**WORK INSTRUCTIONS:**
Of all the lines below, output only those starting at the one with "if let Ok(s)" and ending at the one with "not revive it.", both ends included, exactly as written.

**DATA EXCERPTS:**
#![no_main]
use libfuzzer_sys::fuzz_target;
use partner_gate::auth::carrier::{extract_from_location, is_logout_request, remove_param};

fuzz_target!(|data: &[u8]| {
    if let Ok(s) = std::str::from_utf8(data) {
        let _ = extract_from_location(s);
        let _ = is_logout_request(s);
        let stripped = remove_param(s, "token");
        // `remove_param` returns a bare query; re-adding one `?` must not revive it.
        assert!(extract_from_location(&format!("?{stripped}")).is_none());
    }
});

**COMPLETED EXERCISE:**
    if let Ok(s) = std::str::from_utf8(data) {
        let _ = extract_from_location(s);
        let _ = is_logout_request(s);
        let stripped = remove_param(s, "token");
        // `remove_param` returns a bare query; re-adding one `?` must not revive it.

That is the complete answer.